There is, therefore, a level of ambiguity in the legislation which screams potential lawsuits against IoT manufacturers (or, arguably, any maker of edge connection hardware) whose devices are compromised and can be held accountable as being a cause of damage to users or owners.
With this in mind, the enforcement mechanism for the new law means that the only prosecuting bodies permitted are the California attorney general and local government attorneys, who have “exclusive authority” to enforce it. This removes the possibility of class actions taken by private individuals.
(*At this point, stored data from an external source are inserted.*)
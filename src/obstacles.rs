//! Pipe spawning and pass detection
//!
//! Pipes are stored individually in the world, while scoring works on pairs.
//! The `ObstacleQueue` holds one `PassUnit` per pair in spawn order, which is
//! also left-to-right order, so only its head ever needs checking.

use crate::config::{GameConfig, PipeConfig};
use crate::pipe::Pipe;
use rand::Rng;
use sdl2::rect::Rect;
use std::collections::VecDeque;

/// A pipe pair waiting to be scored
#[derive(Debug, Clone, Copy, PartialEq, Eq)]
pub struct PassUnit {
    pub pair_id: u64,
    /// Bottom edge of the top pipe
    pub gap_top: i32,
    /// Top edge of the bottom pipe
    pub gap_bottom: i32,
}

/// Result of the bird clearing the head pair
#[derive(Debug, Clone, Copy, PartialEq, Eq)]
pub struct Pass {
    pub unit: PassUnit,
    pub close_shave: bool,
}

/// Emits a new pipe pair whenever the spawn interval has elapsed.
#[derive(Debug, Default)]
pub struct PipeSpawner {
    last_spawn: Option<u64>,
    next_pair_id: u64,
}

impl PipeSpawner {
    pub fn new() -> Self {
        PipeSpawner::default()
    }

    /// The next poll after a reset spawns immediately.
    pub fn reset(&mut self) {
        self.last_spawn = None;
    }

    pub fn poll<R: Rng>(
        &mut self,
        now: u64,
        config: &GameConfig,
        pipe_size: (u32, u32),
        rng: &mut R,
    ) -> Option<(Pipe, Pipe, PassUnit)> {
        let pipes: &PipeConfig = &config.pipes;
        if let Some(last) = self.last_spawn {
            if now.saturating_sub(last) <= pipes.frequency_ms {
                return None;
            }
        }

        let offset = rng.gen_range(pipes.offset_min..=pipes.offset_max);
        let gap_center = config.mid_height() + offset;
        let pair_id = self.next_pair_id;
        self.next_pair_id += 1;
        self.last_spawn = Some(now);

        let (top, bottom) = Pipe::pair(
            pair_id,
            config.screen.width as i32,
            gap_center,
            pipes.gap,
            pipe_size.0,
            pipe_size.1,
            config.physics.scroll_speed,
        );
        let unit = PassUnit {
            pair_id,
            gap_top: top.y + top.height as i32,
            gap_bottom: bottom.y,
        };

        Some((top, bottom, unit))
    }
}

/// FIFO of pipe pairs the bird has not passed yet
#[derive(Debug, Default)]
pub struct ObstacleQueue {
    units: VecDeque<PassUnit>,
}

impl ObstacleQueue {
    pub fn new() -> Self {
        ObstacleQueue::default()
    }

    pub fn push(&mut self, unit: PassUnit) {
        self.units.push_back(unit);
    }

    #[cfg(test)]
    pub fn head(&self) -> Option<&PassUnit> {
        self.units.front()
    }

    #[cfg(test)]
    pub fn len(&self) -> usize {
        self.units.len()
    }

    #[cfg(test)]
    pub fn is_empty(&self) -> bool {
        self.units.is_empty()
    }

    pub fn clear(&mut self) {
        self.units.clear();
    }

    #[cfg(test)]
    pub fn iter(&self) -> impl Iterator<Item = &PassUnit> {
        self.units.iter()
    }

    /// Checks whether the bird has cleared the head pair.
    ///
    /// The head is popped only when the bird's left edge is strictly past the
    /// pair's trailing edge. A head whose pipes have already scrolled away is
    /// dropped without scoring. At most one pair is scored per call.
    pub fn check_pass(&mut self, bird: &Rect, pipes: &[Pipe], close_shave_px: i32) -> Option<Pass> {
        loop {
            let head = *self.units.front()?;
            let trailing_edge = pipes
                .iter()
                .filter(|pipe| pipe.pair_id == head.pair_id)
                .map(Pipe::right)
                .max();

            let Some(trailing_edge) = trailing_edge else {
                self.units.pop_front();
                continue;
            };

            if bird.left() <= trailing_edge {
                return None;
            }

            self.units.pop_front();
            let clearance = (bird.top() - head.gap_top).min(head.gap_bottom - bird.bottom());
            return Some(Pass {
                unit: head,
                close_shave: clearance < close_shave_px,
            });
        }
    }
}

#[cfg(test)]
mod tests {
    use super::*;
    use rand::SeedableRng;
    use rand_chacha::ChaCha8Rng;

    const PIPE_SIZE: (u32, u32) = (78, 560);

    fn spawn_at(queue: &mut ObstacleQueue, pipes: &mut Vec<Pipe>, id: u64, x: i32, center: i32) {
        let (top, bottom) = Pipe::pair(id, x, center, 200, PIPE_SIZE.0, PIPE_SIZE.1, 4);
        queue.push(PassUnit {
            pair_id: id,
            gap_top: top.y + top.height as i32,
            gap_bottom: bottom.y,
        });
        pipes.push(top);
        pipes.push(bottom);
    }

    #[test]
    fn test_spawner_respects_interval() {
        let config = GameConfig::default();
        let mut rng = ChaCha8Rng::seed_from_u64(9);
        let mut spawner = PipeSpawner::new();

        assert!(spawner.poll(0, &config, PIPE_SIZE, &mut rng).is_some());
        assert!(spawner.poll(1000, &config, PIPE_SIZE, &mut rng).is_none());
        assert!(spawner.poll(1500, &config, PIPE_SIZE, &mut rng).is_none());
        assert!(spawner.poll(1501, &config, PIPE_SIZE, &mut rng).is_some());

        spawner.reset();
        assert!(spawner.poll(1502, &config, PIPE_SIZE, &mut rng).is_some());
    }

    #[test]
    fn test_spawned_gap_stays_in_range() {
        let config = GameConfig::default();
        let mut rng = ChaCha8Rng::seed_from_u64(10);
        let mut spawner = PipeSpawner::new();

        for i in 0..200u64 {
            let (top, bottom, unit) = spawner
                .poll(i * 2000, &config, PIPE_SIZE, &mut rng)
                .unwrap();
            let center = (unit.gap_top + unit.gap_bottom) / 2;
            assert!((468 - 300..=468 + 100).contains(&center));
            assert_eq!(unit.gap_bottom - unit.gap_top, 200);
            assert_eq!(top.x, 864);
            assert_eq!(unit.pair_id, i);
            assert_eq!(bottom.pair_id, i);
        }
    }

    #[test]
    fn test_queue_stays_in_spawn_order() {
        let config = GameConfig::default();
        let mut rng = ChaCha8Rng::seed_from_u64(11);
        let mut spawner = PipeSpawner::new();
        let mut queue = ObstacleQueue::new();

        for i in 0..10u64 {
            let (_, _, unit) = spawner.poll(i * 1600, &config, PIPE_SIZE, &mut rng).unwrap();
            queue.push(unit);
        }

        let ids: Vec<u64> = queue.iter().map(|u| u.pair_id).collect();
        assert_eq!(ids, (0..10).collect::<Vec<u64>>());
    }

    #[test]
    fn test_pass_requires_strictly_past_trailing_edge() {
        let mut queue = ObstacleQueue::new();
        let mut pipes = Vec::new();
        spawn_at(&mut queue, &mut pipes, 0, 0, 468); // trailing edge at 78

        let on_edge = Rect::new(78, 450, 51, 36);
        assert_eq!(queue.check_pass(&on_edge, &pipes, 10), None);
        assert_eq!(queue.len(), 1);

        let past = Rect::new(79, 450, 51, 36);
        let pass = queue.check_pass(&past, &pipes, 10).unwrap();
        assert_eq!(pass.unit.pair_id, 0);
        assert!(queue.is_empty());
        assert_eq!(queue.check_pass(&past, &pipes, 10), None);
    }

    #[test]
    fn test_only_head_is_scored_per_check() {
        let mut queue = ObstacleQueue::new();
        let mut pipes = Vec::new();
        spawn_at(&mut queue, &mut pipes, 0, 0, 468);
        spawn_at(&mut queue, &mut pipes, 1, 10, 468);

        let bird = Rect::new(200, 450, 51, 36);
        assert_eq!(queue.check_pass(&bird, &pipes, 10).unwrap().unit.pair_id, 0);
        assert_eq!(queue.len(), 1);
        assert_eq!(queue.check_pass(&bird, &pipes, 10).unwrap().unit.pair_id, 1);
    }

    #[test]
    fn test_despawned_head_is_dropped_unscored() {
        let mut queue = ObstacleQueue::new();
        let mut pipes = Vec::new();
        spawn_at(&mut queue, &mut pipes, 0, 0, 468);
        spawn_at(&mut queue, &mut pipes, 1, 500, 468);
        pipes.retain(|p| p.pair_id != 0);

        let bird = Rect::new(100, 450, 51, 36);
        assert_eq!(queue.check_pass(&bird, &pipes, 10), None);
        assert_eq!(queue.head().map(|u| u.pair_id), Some(1));
    }

    #[test]
    fn test_close_shave_detection() {
        let mut queue = ObstacleQueue::new();
        let mut pipes = Vec::new();
        // gap spans 368..568
        spawn_at(&mut queue, &mut pipes, 0, 0, 468);
        spawn_at(&mut queue, &mut pipes, 1, 0, 468);
        spawn_at(&mut queue, &mut pipes, 2, 0, 468);

        let near_top = Rect::new(100, 375, 51, 36);
        assert!(queue.check_pass(&near_top, &pipes, 10).unwrap().close_shave);

        let near_bottom = Rect::new(100, 568 - 36 - 9, 51, 36);
        assert!(queue.check_pass(&near_bottom, &pipes, 10).unwrap().close_shave);

        let centered = Rect::new(100, 450, 51, 36);
        assert!(!queue.check_pass(&centered, &pipes, 10).unwrap().close_shave);
    }
}
// Game module - Contains all game logic and state management
//
// This module contains:
// - types.rs: GameState, per-frame input, button layout, texture bundle
// - session.rs: SessionState (score, timers, flags)
// - world.rs: GameWorld struct and entity management
// - update.rs: the fixed-tick state machine
// - rendering.rs: drawing every screen

pub mod rendering;
pub mod session;
pub mod types;
pub mod update;
pub mod world;

pub use session::SessionState;
pub use types::*;
pub use world::{Crash, GameWorld};

use crate::achievements::AchievementEngine;
use crate::config::GameConfig;
use crate::save::ProfileStore;
use rand::Rng;

/// The whole game: configuration, session, entities and achievements.
///
/// Generic over the profile store and the random source so the full state
/// machine can run headless in tests.
pub struct Game<S: ProfileStore, R: Rng> {
    pub config: GameConfig,
    pub session: SessionState,
    pub world: GameWorld,
    pub achievements: AchievementEngine,
    pub layout: Layout,
    store: S,
    rng: R,
}

impl<S: ProfileStore, R: Rng> Game<S, R> {
    /// Reads the profile and builds a fresh world sized to the loaded sprites.
    pub fn new(config: GameConfig, store: S, rng: R, bird_size: (u32, u32), pipe_size: (u32, u32)) -> Self {
        let high_score = match store.load_high_score() {
            Ok(score) => score,
            Err(e) => {
                tracing::warn!("High score not loaded, starting from 0: {}", e);
                0
            }
        };
        let achievements = AchievementEngine::load(&store, &config.rules);
        tracing::info!(
            "Profile loaded: high score {}, {} achievements unlocked",
            high_score,
            achievements.unlocked_count()
        );

        Game {
            session: SessionState::new(high_score),
            world: GameWorld::new(&config, bird_size, pipe_size),
            layout: Layout::new(&config.screen),
            achievements,
            config,
            store,
            rng,
        }
    }

    pub fn state(&self) -> GameState {
        self.session.state
    }

    #[cfg(test)]
    pub fn store(&self) -> &S {
        &self.store
    }
}

#[cfg(test)]
mod tests {
    use super::*;
    use crate::save::SaveManager;
    use crate::sound::RecordingSound;
    use rand::SeedableRng;
    use rand_chacha::ChaCha8Rng;
    use std::fs;

    #[test]
    fn test_unwritable_profile_still_plays() {
        let blocker = std::env::temp_dir().join(format!("flappy-game-blocker-{}", std::process::id()));
        fs::write(&blocker, "not a directory").unwrap();
        let store = SaveManager::open(blocker.join("profile"));

        let mut game = Game::new(
            GameConfig::default(),
            store,
            ChaCha8Rng::seed_from_u64(3),
            (51, 36),
            (78, 560),
        );
        assert_eq!(game.session.high_score, 0);
        assert_eq!(game.achievements.unlocked_count(), 0);
        assert_eq!(game.state(), GameState::PatchNotes);

        let mut sound = RecordingSound::default();
        let button = game.layout.continue_button.center();
        let click = FrameInput {
            flap_held: true,
            flap_pressed: true,
            click: Some((button.x(), button.y())),
            quit: false,
        };
        game.tick(&click, 0, &mut sound);
        let space = FrameInput {
            flap_held: true,
            flap_pressed: true,
            ..FrameInput::default()
        };
        game.tick(&space, 0, &mut sound);
        assert_eq!(game.state(), GameState::Playing);

        game.session.score = 3;
        game.world.bird.y = -10;
        game.tick(&FrameInput::default(), 100, &mut sound);

        assert_eq!(game.state(), GameState::GameOver);
        assert_eq!(game.session.high_score, 3);
        assert!(game.achievements.is_unlocked("Icarus"));

        let _ = fs::remove_file(&blocker);
    }
}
Having said that, California (the world’s eighth largest economy) comprises hundreds, if not thousands of cities, counties, and judicial districts. As such, any manufacturer of IoT devices may well find themselves in the firing line of legal action taken by the local government on behalf of itself or affected citizens.
— EFF (@EFF) October 1, 2018
The Californian legislation is broadly in line with current national federal regulatory policy on networked technology, unlike its recent law ensuring net neutrality — see here and Tweet above.
While there are several industry-led certification programs which can be applied to IoT devices’ security standards & protocols, no such program is designed to identify every potential security flaw in every product design or its software, or in the way its code executes – and to expect otherwise is foolishness.
It may well be that the California definition of “reasonable” will eventually gravitate towards a commercial program or definition, such as one of NIST’s initiatives; the body already has several programs specifically regarding IoT security.